Hunted(40)
Anyone but Patrick.
Patrick, the boy who’d beaten him, or nearly beaten him, at almost every competitive structure in class.
His father relayed the news to Patrick.
He’d taken it much differently than Lyle. Lyle had felt…a betrayal at his father, angry at his indiscretion to his mother and to the family. Lyle looked unsurprised, even distant. How could he be so cool about it? When Lyle wanted to scream and shout at his father for what he’d done.
The rest evening hadn’t gone well. Lyle didn’t know what his father had expected to get out of revealing the truth to them. Had he wanted forgiveness? Acceptance? Reprieve from guilt? To create even more chaos before he left this world?
Brice Hargrowe, King of Tarlè, at sixty-three years of age, received no consolation from either of his sons before he took his last shuttering breath.
Lyle pushed the unwanted memories of the past away. They had no place here in the now.
“Lionel,” Patrick said in way of greeting.
“I’d thank you for coming to see me, but neither of us are happy about it.”
“Could you tell your sentinel to cool it?” he asked, nodding at Reece who hovered against the wall at his back.
Lyle contemplated it, then relinquished Reece from duty.
Reece hesitated, before stating, “I’ll be right outside the door.”
He could use some privacy with the duke.
“Shoo, doggy, shoo,” Patrick taunted.
Reece stiffened, but remained quiet. The door shut quietly behind him.

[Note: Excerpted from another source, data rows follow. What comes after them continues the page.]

use crate::models::Candidate;

/// Demonstration roster served when a request supplies none
pub fn demo_roster() -> Vec<Candidate> {
    vec![
        Candidate::new("101", "Sarah Chen", &["Node.js", "Python", "DevOps", "AWS"]),
        Candidate::new("102", "Michael Rodriguez", &["Digital Marketing", "SEO", "Content Strategy", "Analytics"]),
        Candidate::new("103", "Emily Johnson", &["Machine Learning", "Data Science", "Python", "TensorFlow"]),
        Candidate::new("104", "David Kim", &["Mobile Development", "React Native", "iOS", "Flutter"]),
        Candidate::new("105", "Lisa Wang", &["Graphic Design", "Brand Identity", "Adobe Creative Suite", "Web Design"]),
        Candidate::new("106", "Alex Thompson", &["DevOps", "Kubernetes", "Docker", "Cloud Architecture"]),
        Candidate::new("107", "Maria Garcia", &["Product Management", "Agile", "User Research", "Strategy"]),
        Candidate::new("108", "James Wilson", &["Cybersecurity", "Network Security", "Ethical Hacking", "Risk Assessment"]),
    ]
}
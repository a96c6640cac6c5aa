use crate::models::DescriptionOptions;
use serde::{Deserialize, Serialize};
use std::time::Duration;
use thiserror::Error;

/// Errors that can occur with cache operations
#[derive(Debug, Error)]
pub enum CacheError {
    #[error("Serialization error: {0}")]
    SerializationError(#[from] serde_json::Error),

    #[error("Cache miss: {0}")]
    CacheMiss(String),
}

/// In-memory cache for generated descriptions
///
/// Bounded by entry count and expired by TTL. Values are stored as JSON
/// bytes so any serializable payload can be cached.
pub struct DescriptionCache {
    l1_cache: moka::future::Cache<String, Vec<u8>>,
    ttl_secs: u64,
}

impl DescriptionCache {
    /// Create a new cache
    pub fn new(l1_size: u64, ttl_secs: u64) -> Self {
        let l1_cache = moka::future::CacheBuilder::new(l1_size)
            .time_to_live(Duration::from_secs(ttl_secs))
            .build();

        Self { l1_cache, ttl_secs }
    }

    /// Get a value from cache
    pub async fn get<T>(&self, key: &str) -> Result<T, CacheError>
    where
        T: for<'de> Deserialize<'de>,
    {
        if let Some(bytes) = self.l1_cache.get(key).await {
            tracing::trace!("Cache hit: {}", key);
            return Ok(serde_json::from_slice(&bytes)?);
        }

        tracing::trace!("Cache miss: {}", key);
        Err(CacheError::CacheMiss(key.to_string()))
    }

    /// Set a value in cache
    pub async fn set<T>(&self, key: &str, value: &T) -> Result<(), CacheError>
    where
        T: Serialize,
    {
        let bytes = serde_json::to_vec(value)?;
        self.l1_cache.insert(key.to_string(), bytes).await;

        tracing::trace!("Cache set: {}", key);
        Ok(())
    }

    /// Get cache statistics
    pub fn stats(&self) -> CacheStats {
        CacheStats {
            l1_size: self.l1_cache.entry_count(),
            ttl_secs: self.ttl_secs,
        }
    }
}

/// Cache statistics
#[derive(Debug, Clone, Serialize, Deserialize)]
pub struct CacheStats {
    pub l1_size: u64,
    pub ttl_secs: u64,
}

/// Cache key builder
pub struct CacheKey;

impl CacheKey {
    /// Build a cache key for a generated description
    ///
    /// The skill keeps its case: generated text echoes the name verbatim.
    pub fn description(skill_name: &str, options: &DescriptionOptions) -> String {
        format!(
            "description:{}:{}:{}:{}:{}",
            skill_name.trim(),
            options.experience_level,
            u8::from(options.include_tools),
            u8::from(options.include_certifications),
            options.custom_context.as_deref().unwrap_or("")
        )
    }

    /// Build a cache key for an assistant description
    pub fn assistant_description(skill_name: &str) -> String {
        format!("assistant:{}", skill_name.trim())
    }
}
// Model exports
pub mod domain;
pub mod requests;
pub mod responses;

pub use domain::{Candidate, MatchResult, Category, SkillLevel, DescriptionOptions, ScoringWeights};
pub use requests::{RecommendRequest, AnalyzeSkillRequest, DescribeSkillRequest, AssistantDescriptionRequest};
pub use responses::{
    RecommendResponse, RosterResponse, AnalyzeSkillResponse, DescribeSkillResponse,
    AssistantDescriptionResponse, HealthResponse, ErrorResponse,
};
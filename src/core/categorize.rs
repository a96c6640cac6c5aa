use crate::core::normalize::normalize;
use crate::models::Category;

/// Keyword table in declaration order. The first category with a keyword
/// contained in the skill name wins.
static CATEGORY_KEYWORDS: &[(Category, &[&str])] = &[
    (
        Category::Frontend,
        &["react", "vue", "angular", "javascript", "typescript", "html", "css", "tailwind"],
    ),
    (
        Category::Backend,
        &["nodejs", "node.js", "python", "java", "php", "ruby", "go", "rust", "c#"],
    ),
    (
        Category::Mobile,
        &["react native", "flutter", "ios", "android", "swift", "kotlin"],
    ),
    (
        Category::Design,
        &["ui", "ux", "design", "figma", "photoshop", "illustrator"],
    ),
    (
        Category::DataScience,
        &["data science", "machine learning", "ai", "tensorflow", "pytorch", "pandas"],
    ),
    (
        Category::DevOps,
        &["devops", "docker", "kubernetes", "aws", "azure", "terraform"],
    ),
    (
        Category::Marketing,
        &["marketing", "seo", "social media", "content", "advertising"],
    ),
];

/// Map a free-text skill name to a category
///
/// Returns [`Category::Other`] when no keyword matches.
pub fn categorize(skill_name: &str) -> Category {
    let normalized = normalize(skill_name);

    CATEGORY_KEYWORDS
        .iter()
        .find(|(_, keywords)| keywords.iter().any(|keyword| normalized.contains(keyword)))
        .map(|(category, _)| *category)
        .unwrap_or(Category::Other)
}
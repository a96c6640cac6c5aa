/// Normalize a skill label for comparison: trim surrounding whitespace and
/// lowercase.
#[inline]
pub fn normalize(skill: &str) -> String {
    skill.trim().to_lowercase()
}

/// Check whether two skill labels name the same skill
///
/// Two skills match when, after normalization, either one contains the
/// other. "React" therefore matches "React Development", and a blank label
/// matches everything.
#[inline]
pub fn skills_match(a: &str, b: &str) -> bool {
    let a = normalize(a);
    let b = normalize(b);
    a.contains(&b) || b.contains(&a)
}

/// Check whether `skill` matches any entry of `skill_set`
#[inline]
pub fn matches_any(skill: &str, skill_set: &[String]) -> bool {
    skill_set.iter().any(|other| skills_match(skill, other))
}
use std::future::Future;
use std::time::Duration;

use tokio::task::JoinHandle;

/// Trailing-edge debounce: each `schedule` cancels the previous pending
/// task, so only the last one within `delay` runs.
#[derive(Debug)]
pub struct Debouncer {
    delay: Duration,
    pending: Option<JoinHandle<()>>,
}

impl Debouncer {
    pub fn new(delay: Duration) -> Self {
        Self {
            delay,
            pending: None,
        }
    }

    pub fn schedule<F>(&mut self, task: F)
    where
        F: Future<Output = ()> + Send + 'static,
    {
        self.cancel();
        let delay = self.delay;
        self.pending = Some(tokio::spawn(async move {
            tokio::time::sleep(delay).await;
            task.await;
        }));
    }

    pub fn cancel(&mut self) {
        if let Some(handle) = self.pending.take() {
            handle.abort();
        }
    }

    pub fn is_pending(&self) -> bool {
        self.pending.as_ref().is_some_and(|h| !h.is_finished())
    }
}

impl Drop for Debouncer {
    fn drop(&mut self) {
        self.cancel();
    }
}
use serde::{Deserialize, Serialize};

use crate::errors::AppError;
use crate::models::{BookingRequest, PersistedBooking};
use crate::services::repository::BookingRepository;

#[derive(Debug, Clone, Default, PartialEq, Serialize)]
#[serde(tag = "state", rename_all = "snake_case")]
pub enum ConflictState {
    #[default]
    Idle,
    Detected { prior: PersistedBooking },
}

#[derive(Debug, Clone, Copy, PartialEq, Eq, Serialize, Deserialize)]
#[serde(rename_all = "lowercase")]
pub enum Resolution {
    Replace,
    Keep,
}

#[derive(Debug, Clone, PartialEq, Serialize)]
#[serde(tag = "outcome", rename_all = "snake_case")]
pub enum ConflictOutcome {
    Replaced { removed: PersistedBooking },
    Kept { kept: PersistedBooking },
}

impl ConflictOutcome {
    pub fn message(&self) -> String {
        match self {
            ConflictOutcome::Replaced { removed } => format!(
                "Your previous appointment on {} at {} was cancelled. Pick your new time.",
                removed.date.format("%d-%m-%Y"),
                removed.time
            ),
            ConflictOutcome::Kept { kept } => format!(
                "Your appointment on {} at {} is still booked.",
                kept.date.format("%d-%m-%Y"),
                kept.time
            ),
        }
    }
}

/// Returning-client detection: `Idle -> Detected -> Idle`, where leaving
/// `Detected` always goes through [`ConflictFlow::resolve`].
#[derive(Debug, Default)]
pub struct ConflictFlow {
    state: ConflictState,
}

impl ConflictFlow {
    pub fn state(&self) -> &ConflictState {
        &self.state
    }

    pub fn is_detected(&self) -> bool {
        matches!(self.state, ConflictState::Detected { .. })
    }

    /// Feeds the result of an existing-booking lookup. Only an `Idle` flow
    /// reacts; a detected conflict stays put until it is resolved.
    pub fn observe(&mut self, found: Option<PersistedBooking>) {
        if let ConflictState::Idle = self.state {
            if let Some(prior) = found {
                self.state = ConflictState::Detected { prior };
            }
        }
    }

    pub fn resolve(
        &mut self,
        choice: Resolution,
        repo: &BookingRepository,
        draft: &mut BookingRequest,
    ) -> Result<ConflictOutcome, AppError> {
        let ConflictState::Detected { prior } = &self.state else {
            return Err(AppError::BadRequest("no existing booking to resolve".to_string()));
        };

        let outcome = match choice {
            Resolution::Replace => {
                repo.delete_booking(&prior.id)?;
                ConflictOutcome::Replaced {
                    removed: prior.clone(),
                }
            }
            Resolution::Keep => {
                // Clearing identity stops the next lookup from matching again
                draft.name.clear();
                draft.phone.clear();
                ConflictOutcome::Kept { kept: prior.clone() }
            }
        };

        self.state = ConflictState::Idle;
        Ok(outcome)
    }
}

#[cfg(test)]
mod tests {
    use std::sync::Arc;

    use chrono::NaiveDate;

    use super::*;
    use crate::services::cache::MemoryCache;

    fn draft() -> BookingRequest {
        BookingRequest {
            name: "Maria Perez".to_string(),
            email: "maria@example.com".to_string(),
            phone: "+56912345678".to_string(),
            date: NaiveDate::from_ymd_opt(2025, 6, 16),
            time: Some("10:00".to_string()),
            is_home_service: false,
            address: None,
        }
    }

    async fn repo_with_prior() -> (BookingRepository, PersistedBooking) {
        let repo = BookingRepository::new(Arc::new(MemoryCache::new()), None);
        let prior = repo.save_booking(&draft(), 60).await.unwrap();
        (repo, prior)
    }

    #[tokio::test]
    async fn test_resolve_without_detection_fails() {
        let (repo, _) = repo_with_prior().await;
        let mut flow = ConflictFlow::default();
        let mut request = draft();
        assert!(matches!(
            flow.resolve(Resolution::Keep, &repo, &mut request),
            Err(AppError::BadRequest(_))
        ));
        assert_eq!(request, draft());
    }

    #[tokio::test]
    async fn test_detected_only_leaves_through_resolve() {
        let (repo, prior) = repo_with_prior().await;
        let mut flow = ConflictFlow::default();
        flow.observe(None);
        assert_eq!(flow.state(), &ConflictState::Idle);

        flow.observe(Some(prior.clone()));
        assert_eq!(flow.state(), &ConflictState::Detected { prior: prior.clone() });

        flow.observe(None);
        assert_eq!(flow.state(), &ConflictState::Detected { prior: prior.clone() });

        let mut other = prior.clone();
        other.id = "other".to_string();
        flow.observe(Some(other));
        assert_eq!(flow.state(), &ConflictState::Detected { prior: prior.clone() });

        let mut request = draft();
        flow.resolve(Resolution::Keep, &repo, &mut request).unwrap();
        assert_eq!(flow.state(), &ConflictState::Idle);
    }

    #[tokio::test]
    async fn test_replace_deletes_prior_booking() {
        let (repo, prior) = repo_with_prior().await;
        let mut flow = ConflictFlow::default();
        flow.observe(Some(prior.clone()));

        let mut request = draft();
        let outcome = flow.resolve(Resolution::Replace, &repo, &mut request).unwrap();

        assert_eq!(outcome, ConflictOutcome::Replaced { removed: prior.clone() });
        assert_eq!(flow.state(), &ConflictState::Idle);
        assert!(repo.find_by_id(&prior.id).unwrap().is_none());
        assert_eq!(request.name, "Maria Perez");
    }

    #[tokio::test]
    async fn test_keep_clears_identity_fields() {
        let (repo, prior) = repo_with_prior().await;
        let mut flow = ConflictFlow::default();
        flow.observe(Some(prior.clone()));

        let mut request = draft();
        let outcome = flow.resolve(Resolution::Keep, &repo, &mut request).unwrap();

        assert!(outcome.message().contains("16-06-2025 at 10:00"));
        assert_eq!(flow.state(), &ConflictState::Idle);
        assert!(request.name.is_empty());
        assert!(request.phone.is_empty());
        assert_eq!(request.email, "maria@example.com");
        assert!(repo.find_by_id(&prior.id).unwrap().is_some());
    }

    #[test]
    fn test_state_serialization() {
        let value = serde_json::to_value(ConflictState::Idle).unwrap();
        assert_eq!(value["state"], "idle");
    }
}
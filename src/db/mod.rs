pub mod migrations;
pub mod queries;

use anyhow::Context;
use rusqlite::Connection;

pub fn init_db(path: &str) -> anyhow::Result<Connection> {
    let conn = Connection::open(path).context("failed to open database")?;

    conn.execute_batch("PRAGMA journal_mode=WAL; PRAGMA foreign_keys=ON;")
        .context("failed to set database pragmas")?;

    migrations::run_migrations(&conn)?;

    Ok(conn)
}
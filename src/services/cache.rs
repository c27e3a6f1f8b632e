use std::sync::{Arc, Mutex};

use anyhow::Context;
use rusqlite::Connection;

use crate::db::queries;
use crate::models::PersistedBooking;

/// Key of the single slot holding every cached booking.
pub const BOOKINGS_SLOT: &str = "bookings";

/// Durable client-side store of confirmed bookings. Writes are
/// load-all / modify / store-all and are not atomic across processes.
pub trait LocalCache: Send + Sync {
    fn load(&self) -> anyhow::Result<Vec<PersistedBooking>>;
    fn append(&self, booking: &PersistedBooking) -> anyhow::Result<()>;
    fn remove(&self, id: &str) -> anyhow::Result<bool>;
}

pub struct SqliteCache {
    db: Arc<Mutex<Connection>>,
}

impl SqliteCache {
    pub fn new(db: Arc<Mutex<Connection>>) -> Self {
        Self { db }
    }

    fn read_all(conn: &Connection) -> anyhow::Result<Vec<PersistedBooking>> {
        match queries::load_slot(conn, BOOKINGS_SLOT)? {
            Some(raw) => serde_json::from_str(&raw).context("corrupt bookings slot"),
            None => Ok(Vec::new()),
        }
    }

    fn write_all(conn: &Connection, bookings: &[PersistedBooking]) -> anyhow::Result<()> {
        let raw = serde_json::to_string(bookings)?;
        queries::store_slot(conn, BOOKINGS_SLOT, &raw)
    }

    fn lock(&self) -> anyhow::Result<std::sync::MutexGuard<'_, Connection>> {
        self.db
            .lock()
            .map_err(|_| anyhow::anyhow!("cache connection poisoned"))
    }
}

impl LocalCache for SqliteCache {
    fn load(&self) -> anyhow::Result<Vec<PersistedBooking>> {
        let conn = self.lock()?;
        Self::read_all(&conn)
    }

    fn append(&self, booking: &PersistedBooking) -> anyhow::Result<()> {
        let conn = self.lock()?;
        let mut all = Self::read_all(&conn)?;
        all.push(booking.clone());
        Self::write_all(&conn, &all)
    }

    fn remove(&self, id: &str) -> anyhow::Result<bool> {
        let conn = self.lock()?;
        let mut all = Self::read_all(&conn)?;
        let before = all.len();
        all.retain(|b| b.id != id);
        if all.len() == before {
            return Ok(false);
        }
        Self::write_all(&conn, &all)?;
        Ok(true)
    }
}

#[derive(Default)]
pub struct MemoryCache {
    bookings: Mutex<Vec<PersistedBooking>>,
}

impl MemoryCache {
    pub fn new() -> Self {
        Self::default()
    }
}

impl LocalCache for MemoryCache {
    fn load(&self) -> anyhow::Result<Vec<PersistedBooking>> {
        let bookings = self
            .bookings
            .lock()
            .map_err(|_| anyhow::anyhow!("cache poisoned"))?;
        Ok(bookings.clone())
    }

    fn append(&self, booking: &PersistedBooking) -> anyhow::Result<()> {
        self.bookings
            .lock()
            .map_err(|_| anyhow::anyhow!("cache poisoned"))?
            .push(booking.clone());
        Ok(())
    }

    fn remove(&self, id: &str) -> anyhow::Result<bool> {
        let mut bookings = self
            .bookings
            .lock()
            .map_err(|_| anyhow::anyhow!("cache poisoned"))?;
        let before = bookings.len();
        bookings.retain(|b| b.id != id);
        Ok(bookings.len() != before)
    }
}

#[cfg(test)]
mod tests {
    use super::*;
    use crate::db;
    use chrono::{NaiveDate, Utc};

    fn booking(id: &str) -> PersistedBooking {
        PersistedBooking {
            id: id.to_string(),
            name: "Ana".to_string(),
            email: "ana@example.com".to_string(),
            phone: "+56911111111".to_string(),
            date: NaiveDate::from_ymd_opt(2025, 6, 16).unwrap(),
            time: "10:00".to_string(),
            is_home_service: false,
            address: None,
            duration_minutes: Some(60),
            created_at: Utc::now(),
        }
    }

    fn sqlite_cache() -> SqliteCache {
        let conn = db::init_db(":memory:").unwrap();
        SqliteCache::new(Arc::new(Mutex::new(conn)))
    }

    fn exercise(cache: &dyn LocalCache) {
        assert!(cache.load().unwrap().is_empty());

        cache.append(&booking("a")).unwrap();
        cache.append(&booking("b")).unwrap();
        let ids: Vec<String> = cache.load().unwrap().into_iter().map(|b| b.id).collect();
        assert_eq!(ids, vec!["a", "b"]);

        assert!(cache.remove("a").unwrap());
        assert!(!cache.remove("a").unwrap());
        let ids: Vec<String> = cache.load().unwrap().into_iter().map(|b| b.id).collect();
        assert_eq!(ids, vec!["b"]);
    }

    #[test]
    fn test_sqlite_cache_append_and_remove() {
        exercise(&sqlite_cache());
    }

    #[test]
    fn test_memory_cache_append_and_remove() {
        exercise(&MemoryCache::new());
    }

    #[test]
    fn test_sqlite_cache_reads_legacy_slot() {
        let cache = sqlite_cache();
        {
            let conn = cache.db.lock().unwrap();
            queries::store_slot(
                &conn,
                BOOKINGS_SLOT,
                r#"[{"id":"old","name":"Ana","phone":"+569","date":"2025-06-16","time":"09:00","created_at":"2025-06-01T10:00:00Z"}]"#,
            )
            .unwrap();
        }
        let all = cache.load().unwrap();
        assert_eq!(all.len(), 1);
        assert_eq!(all[0].effective_duration(), 60);
    }

    #[test]
    fn test_sqlite_cache_rejects_corrupt_slot() {
        let cache = sqlite_cache();
        {
            let conn = cache.db.lock().unwrap();
            queries::store_slot(&conn, BOOKINGS_SLOT, "not json").unwrap();
        }
        assert!(cache.load().is_err());
    }
}
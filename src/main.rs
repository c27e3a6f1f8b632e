use std::sync::{Arc, Mutex};
use std::time::Duration;

use tracing_subscriber::EnvFilter;

use salonbook::config::AppConfig;
use salonbook::db;
use salonbook::handlers;
use salonbook::models::Catalog;
use salonbook::services::cache::SqliteCache;
use salonbook::services::remote::rest::RestRemoteStore;
use salonbook::services::remote::RemoteStore;
use salonbook::state::AppState;

#[tokio::main]
async fn main() -> anyhow::Result<()> {
    let _ = dotenvy::dotenv();

    tracing_subscriber::fmt()
        .with_env_filter(EnvFilter::try_from_default_env().unwrap_or_else(|_| "info".into()))
        .init();

    let config = AppConfig::from_env();

    let conn = db::init_db(&config.database_url)?;
    let cache = Arc::new(SqliteCache::new(Arc::new(Mutex::new(conn))));

    let catalog = Catalog::load(config.catalog_path.as_deref())?;
    tracing::info!(
        services = catalog.services.len(),
        decants = catalog.decants.len(),
        "catalog loaded"
    );

    let remote: Option<Arc<dyn RemoteStore>> = match &config.remote_url {
        Some(url) => {
            tracing::info!("using remote store at {url}");
            let store: Arc<dyn RemoteStore> = Arc::new(RestRemoteStore::new(
                url.clone(),
                config.remote_api_key.clone(),
                Duration::from_millis(config.remote_timeout_ms),
            )?);
            Some(store)
        }
        None => {
            tracing::warn!("REMOTE_URL not set, bookings are kept in the local cache only");
            None
        }
    };

    let port = config.port;
    let state = Arc::new(AppState::new(config, catalog, cache, remote));
    let app = handlers::router(state);

    let addr = format!("0.0.0.0:{port}");
    tracing::info!("starting server on {addr}");

    let listener = tokio::net::TcpListener::bind(&addr).await?;
    axum::serve(listener, app).await?;

    Ok(())
}
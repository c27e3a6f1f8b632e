use serde::{Deserialize, Serialize};

/// A half-open `[start, end)` range of minutes since midnight already taken
/// by a reservation on some date.
#[derive(Debug, Clone, Copy, PartialEq, Eq, Serialize, Deserialize)]
pub struct BookedInterval {
    pub start: u32,
    pub end: u32,
}

impl BookedInterval {
    pub fn new(start: u32, end: u32) -> Self {
        Self { start, end }
    }

    /// Oversized durations saturate, so the interval covers the rest of the day.
    pub fn from_time(time: &str, duration_minutes: u32) -> anyhow::Result<Self> {
        let start = parse_time(time)?;
        Ok(Self::new(start, start.saturating_add(duration_minutes)))
    }

    /// Touching ranges (`end == other.start`) do not overlap.
    pub fn overlaps(&self, start: u32, end: u32) -> bool {
        start < self.end && end > self.start
    }
}

#[derive(Debug, Clone, Copy, PartialEq, Eq, Serialize, Deserialize)]
pub struct WorkingHours {
    pub open: u32,
    pub close: u32,
    pub step: u32,
}

impl Default for WorkingHours {
    fn default() -> Self {
        Self {
            open: 9 * 60,
            close: 20 * 60,
            step: 30,
        }
    }
}

impl WorkingHours {
    /// Candidate start minutes, `open` inclusive to `close` exclusive.
    pub fn candidates(&self) -> impl Iterator<Item = u32> {
        (self.open..self.close).step_by(self.step.max(1) as usize)
    }
}

/// Parses `HH:MM` (or `HH:MM:SS`, as some stores return) into minutes since
/// midnight. Seconds are ignored.
pub fn parse_time(s: &str) -> anyhow::Result<u32> {
    let parts: Vec<&str> = s.trim().split(':').collect();
    if parts.len() != 2 && parts.len() != 3 {
        return Err(anyhow::anyhow!("invalid time format: {s}"));
    }
    let hour: u32 = parts[0]
        .parse()
        .map_err(|_| anyhow::anyhow!("invalid hour in: {s}"))?;
    let minute: u32 = parts[1]
        .parse()
        .map_err(|_| anyhow::anyhow!("invalid minute in: {s}"))?;
    if hour > 23 || minute > 59 {
        return Err(anyhow::anyhow!("time out of range: {s}"));
    }
    Ok(hour * 60 + minute)
}

pub fn format_time(minutes: u32) -> String {
    format!("{:02}:{:02}", minutes / 60, minutes % 60)
}
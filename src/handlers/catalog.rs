use std::sync::Arc;

use axum::extract::{Query, State};
use axum::Json;
use serde::{Deserialize, Serialize};

use crate::errors::AppError;
use crate::models::{Decant, DecantFamily, HomeServiceAddon, Service};
use crate::state::AppState;

// GET /api/services
#[derive(Serialize)]
pub struct ServicesResponse {
    services: Vec<Service>,
    home_service: HomeServiceAddon,
}

pub async fn list_services(State(state): State<Arc<AppState>>) -> Json<ServicesResponse> {
    Json(ServicesResponse {
        services: state.catalog.services.clone(),
        home_service: state.catalog.home_service,
    })
}

// GET /api/decants
#[derive(Deserialize)]
pub struct DecantsQuery {
    pub family: Option<String>,
    pub q: Option<String>,
}

pub async fn list_decants(
    State(state): State<Arc<AppState>>,
    Query(query): Query<DecantsQuery>,
) -> Result<Json<Vec<Decant>>, AppError> {
    let family = match query.family.as_deref().filter(|f| !f.is_empty()) {
        Some(raw) => Some(
            DecantFamily::parse(raw)
                .ok_or_else(|| AppError::BadRequest(format!("unknown family: {raw}")))?,
        ),
        None => None,
    };

    let decants = state
        .catalog
        .filter_decants(family, query.q.as_deref())
        .into_iter()
        .cloned()
        .collect();

    Ok(Json(decants))
}
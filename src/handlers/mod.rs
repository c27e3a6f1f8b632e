pub mod booking;
pub mod calendar;
pub mod catalog;
pub mod drafts;
pub mod health;

use std::sync::Arc;

use axum::routing::{get, post};
use axum::Router;
use tower_http::cors::CorsLayer;
use tower_http::trace::TraceLayer;

use crate::state::AppState;

pub fn router(state: Arc<AppState>) -> Router {
    Router::new()
        .route("/health", get(health::health))
        .route("/api/services", get(catalog::list_services))
        .route("/api/decants", get(catalog::list_decants))
        .route("/api/availability", get(booking::availability))
        .route("/api/bookings/lookup", get(booking::lookup))
        .route("/api/bookings/:id", axum::routing::delete(booking::delete_booking))
        .route("/api/drafts", post(drafts::create_draft))
        .route(
            "/api/drafts/:id",
            get(drafts::get_draft).patch(drafts::patch_draft),
        )
        .route("/api/drafts/:id/conflict", post(drafts::resolve_conflict))
        .route("/api/drafts/:id/submit", post(drafts::submit_draft))
        .route("/calendar/:booking_id", get(calendar::download_ics))
        .layer(TraceLayer::new_for_http())
        .layer(CorsLayer::permissive())
        .with_state(state)
}
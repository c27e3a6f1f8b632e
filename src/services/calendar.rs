use chrono::{Duration, NaiveDateTime};

use crate::models::availability::parse_time;
use crate::models::PersistedBooking;

pub fn generate_ics(booking: &PersistedBooking, business_name: &str) -> anyhow::Result<String> {
    let minutes = parse_time(&booking.time)?;
    let start: NaiveDateTime = booking
        .date
        .and_hms_opt(minutes / 60, minutes % 60, 0)
        .ok_or_else(|| anyhow::anyhow!("invalid booking time: {}", booking.time))?;
    let end = start + Duration::minutes(booking.effective_duration() as i64);

    let dtstart = start.format("%Y%m%dT%H%M%S").to_string();
    let dtend = end.format("%Y%m%dT%H%M%S").to_string();
    let dtstamp = booking.created_at.format("%Y%m%dT%H%M%SZ").to_string();
    let uid = format!("{}@salonbook", booking.id);

    let summary = format!("Appointment with {business_name}");
    let location = if booking.is_home_service {
        booking.address.as_deref().unwrap_or("Home service")
    } else {
        business_name
    };

    Ok(format!(
        "BEGIN:VCALENDAR\r\n\
         VERSION:2.0\r\n\
         PRODID:-//Salonbook//Booking//EN\r\n\
         BEGIN:VEVENT\r\n\
         UID:{uid}\r\n\
         DTSTAMP:{dtstamp}\r\n\
         DTSTART:{dtstart}\r\n\
         DTEND:{dtend}\r\n\
         SUMMARY:{summary}\r\n\
         LOCATION:{location}\r\n\
         END:VEVENT\r\n\
         END:VCALENDAR\r\n"
    ))
}

#[cfg(test)]
mod tests {
    use super::*;
    use chrono::{NaiveDate, TimeZone, Utc};

    fn booking(is_home_service: bool, duration_minutes: Option<u32>) -> PersistedBooking {
        PersistedBooking {
            id: "test-123".to_string(),
            name: "Alice".to_string(),
            email: "alice@example.com".to_string(),
            phone: "+56911111111".to_string(),
            date: NaiveDate::from_ymd_opt(2025, 3, 15).unwrap(),
            time: "14:00".to_string(),
            is_home_service,
            address: Some("Los Leones 45".to_string()),
            duration_minutes,
            created_at: Utc.with_ymd_and_hms(2025, 3, 10, 10, 0, 0).unwrap(),
        }
    }

    #[test]
    fn test_generate_ics() {
        let ics = generate_ics(&booking(false, Some(90)), "Studio Vale").unwrap();
        assert!(ics.contains("BEGIN:VCALENDAR"));
        assert!(ics.contains("DTSTART:20250315T140000"));
        assert!(ics.contains("DTEND:20250315T153000"));
        assert!(ics.contains("DTSTAMP:20250310T100000Z"));
        assert!(ics.contains("SUMMARY:Appointment with Studio Vale"));
        assert!(ics.contains("LOCATION:Studio Vale"));
        assert!(ics.contains("UID:test-123@salonbook"));
        assert!(ics.contains("END:VCALENDAR"));
    }

    #[test]
    fn test_generate_ics_home_service_legacy_duration() {
        let ics = generate_ics(&booking(true, None), "Studio Vale").unwrap();
        assert!(ics.contains("DTEND:20250315T150000"));
        assert!(ics.contains("LOCATION:Los Leones 45"));
    }

    #[test]
    fn test_generate_ics_bad_time() {
        let mut b = booking(false, Some(60));
        b.time = "later".to_string();
        assert!(generate_ics(&b, "Studio").is_err());
    }
}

“Do try not to antagonize my guardsmen,” Lyle advised. “Reece has been known to stab visiting guests.” Those had technically been because of assassination attempts, but he wouldn’t mind seeing Patrick skewered like a kebab.
“Pray tell, what this meeting is about? I have many things to do. As you know, the company’s been occupied since the attack at the mine. And I’m not exactly at my best health,” he said with a pointed look at his leg.
“Ah, yes. And how is business over at the mine going?” After Richard Gaines died, he’d passed on his company to Patrick. Owning the mine, and thus Tarlè’s greatest resource—silver—kept the Gaines’ fat with wealth.
“They didn’t infiltrate it, if that’s what you’re asking. Aside from some debris cleanup, we should have the miners back to work in a week.”
Sitting across from his half-brother tried Lyle’s patience. He lit a cigar and puffed on it.
“Those are terrible for your health,” Patrick commented.
“Want to warn me about the risks?”
Patrick smirked. Always the smirk. “Actually, I was going to say—smoke two.”
That did make Lyle laugh. Damn. He quelled it, not liking his brother’s sense of humor. Or maybe he did like it. No, he quickly shut down that line of thinking. He refused to admire anything about the man.
“In that case, here.” Lyle handed over two cigars. Patrick cracked a smile before suppressing it. They both had that in common. His brother joined him and soon clouds of clove-scented smoke filled the air.
Lyle exhaled in satisfaction. Nothing like the heat of smoke down his lungs to make him feel good. In a bad way.
“We need to discuss Lysse.”
That garnered Patrick’s attention. The way his hand froze poised in mid-air to smoke the cigar, was almost comical. A second passed, and he resumed putting the cigar in his mouth. Puff. Puff.
“What about her?” he asked after several moments.
“What do you know about her?”
Calculating, always thinking critically, Patrick met Lyle’s stare confidently. “I know we’ve both fucked her.” A muscle jumped over Lyle’s eye. Patrick saw it, his eyes twinkling with merriment. “I believe she was with me when you met her and stole her, was I not?” he asked innocently.
“That’s not how I remember it. As if I would waste time chasing after a skirt just because you’re into her.”
“Humph. Funny,” Patrick said without a hint of smile. “I would have thought that’s exactly why you targeted Lysse. It’s not difficult convincing a woman into your bed when you’re the king and she’s from poor stock.”
“That’s your problem right there. I never cared what stock she came from. I suppose it might be difficult getting women in your bed being only the duke, though.”
Snap, crackle!
Angry tensions whizzed through the room like bolts of electricity. His damn heart was starting to race. Talking to Patrick always did raise his blood pressure, but this was worse than usual. He wanted to punch that smug look off his face—with a hammer.
“You think I went after her to steal her from you?” Lyle’s first thought, first instinct, was to squash this stupid idea.